Une énigme sibérienne : le cratère de Batagaika
Dans le nord-est de la Sibérie, il existe un gouffre si énorme qu’on l’a surnommé la « porte de l’Enfer ». En 2023, il s’étend sur environ 88 hectares, soit un peu moins d’un kilomètre carré. Depuis son apparition dans les années 1960, ce cratère ne cesse de grandir, libérant d’énormes quantités de gaz à effet de serre dans l’atmosphère et de polluants dans les rivières locales.

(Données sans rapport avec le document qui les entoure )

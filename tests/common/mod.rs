//! Shared test fixtures: the sample schema and parse/compile helpers.
#![allow(dead_code)]

use eql_compiler::compiler::{CompileError, CompileOptions, compile_to_ir};
use eql_compiler::ast::stmt::Statement;
use eql_compiler::ir::IrStatement;
use eql_compiler::schema::{PtrCardinality, QualName, Schema, SchemaBuilder};
use eql_compiler::{parse, parse_fragment};

/// The fixture catalog used across compiler tests:
///
/// - virtual `Named` with a `name` property,
/// - `User` extending `Named` with `age`, `email`, a many-to-many
///   `friends` link carrying a `weight` link property, a single
///   `best_friend` link, and a computed `name_upper` property,
/// - `SpecialUser` extending `User`,
/// - `Post` extending `Named` with `body` and a single `author` link,
/// - stored view `RecentPosts`.
pub fn test_schema() -> Schema {
    let mut b = SchemaBuilder::with_std();

    let str_ty = b.get_type("std", "str");
    let int64 = b.get_type("std", "int64");
    let float64 = b.get_type("std", "float64");

    let named = b.add_virtual_object_type(QualName::new("default", "Named"), &[]);
    b.add_property(named, QualName::new("default", "name"), str_ty);

    let user = b.add_object_type(QualName::new("default", "User"), &[named]);
    b.add_property(user, QualName::new("default", "age"), int64);
    b.add_property(user, QualName::new("default", "email"), str_ty);
    let friends = b.add_link(
        user,
        QualName::new("default", "friends"),
        user,
        PtrCardinality::ManyToMany,
    );
    b.add_link_property(friends, QualName::new("default", "weight"), float64);
    b.add_link(
        user,
        QualName::new("default", "best_friend"),
        user,
        PtrCardinality::ManyToOne,
    );
    b.add_computable(
        user,
        QualName::new("default", "name_upper"),
        str_ty,
        "upper(self.name)",
    );

    b.add_object_type(QualName::new("default", "SpecialUser"), &[user]);

    let post = b.add_object_type(QualName::new("default", "Post"), &[named]);
    b.add_property(post, QualName::new("default", "body"), str_ty);
    b.add_link(
        post,
        QualName::new("default", "author"),
        user,
        PtrCardinality::ManyToOne,
    );

    b.add_view(
        QualName::new("default", "RecentPosts"),
        post,
        "SELECT Post FILTER Post.body != ''",
    );

    b.build()
}

/// Parses a statement, panicking on diagnostics.
pub fn parse_ok(source: &str) -> Statement {
    let result = parse(source);
    assert!(
        result.diagnostics.is_empty(),
        "unexpected diagnostics for {source:?}:\n{}",
        format_reports(&result.diagnostics)
    );
    result.ast.expect("no AST despite clean diagnostics")
}

/// Parses an expression fragment, panicking on diagnostics.
pub fn parse_fragment_ok(source: &str) -> eql_compiler::ast::expr::Expr {
    let result = parse_fragment(source);
    assert!(
        result.diagnostics.is_empty(),
        "unexpected diagnostics for {source:?}:\n{}",
        format_reports(&result.diagnostics)
    );
    result.ast.expect("no AST despite clean diagnostics")
}

/// Asserts that a statement fails to parse and returns the rendered
/// diagnostics.
pub fn parse_err(source: &str) -> String {
    let result = parse(source);
    assert!(
        result.ast.is_none() || !result.diagnostics.is_empty(),
        "expected a parse failure for {source:?}"
    );
    format_reports(&result.diagnostics)
}

/// Compiles source against the fixture schema, panicking on failure.
pub fn compile(source: &str) -> IrStatement {
    let schema = test_schema();
    compile_to_ir(source, &schema, &CompileOptions::new())
        .unwrap_or_else(|err| panic!("compilation of {source:?} failed: {err}"))
}

/// Compiles source expecting failure.
pub fn compile_err(source: &str) -> CompileError {
    let schema = test_schema();
    match compile_to_ir(source, &schema, &CompileOptions::new()) {
        Ok(_) => panic!("expected compilation of {source:?} to fail"),
        Err(err) => err,
    }
}

pub fn format_reports(reports: &[miette::Report]) -> String {
    reports
        .iter()
        .map(|r| format!("{r:?}"))
        .collect::<Vec<_>>()
        .join("\n")
}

Les scientifiques lui donnent divers noms. Ils l’appellent souvent « megabourbier de dégel rétrogressif ». Cependant, sur internet, il est plus connu sous le nom de Batagay ou du cratère de Batagaika, en raison de son emplacement près de la petite ville de Batagay. Contrairement à ce que son nom suggère, le cratère n’est pas le résultat d’un impact d’astéroïde. Il a une forme vaguement similaire à celle d’une raie ou d’un têtard, mesurant 2700 mètres de long et 990 mètres de large à son point le plus large.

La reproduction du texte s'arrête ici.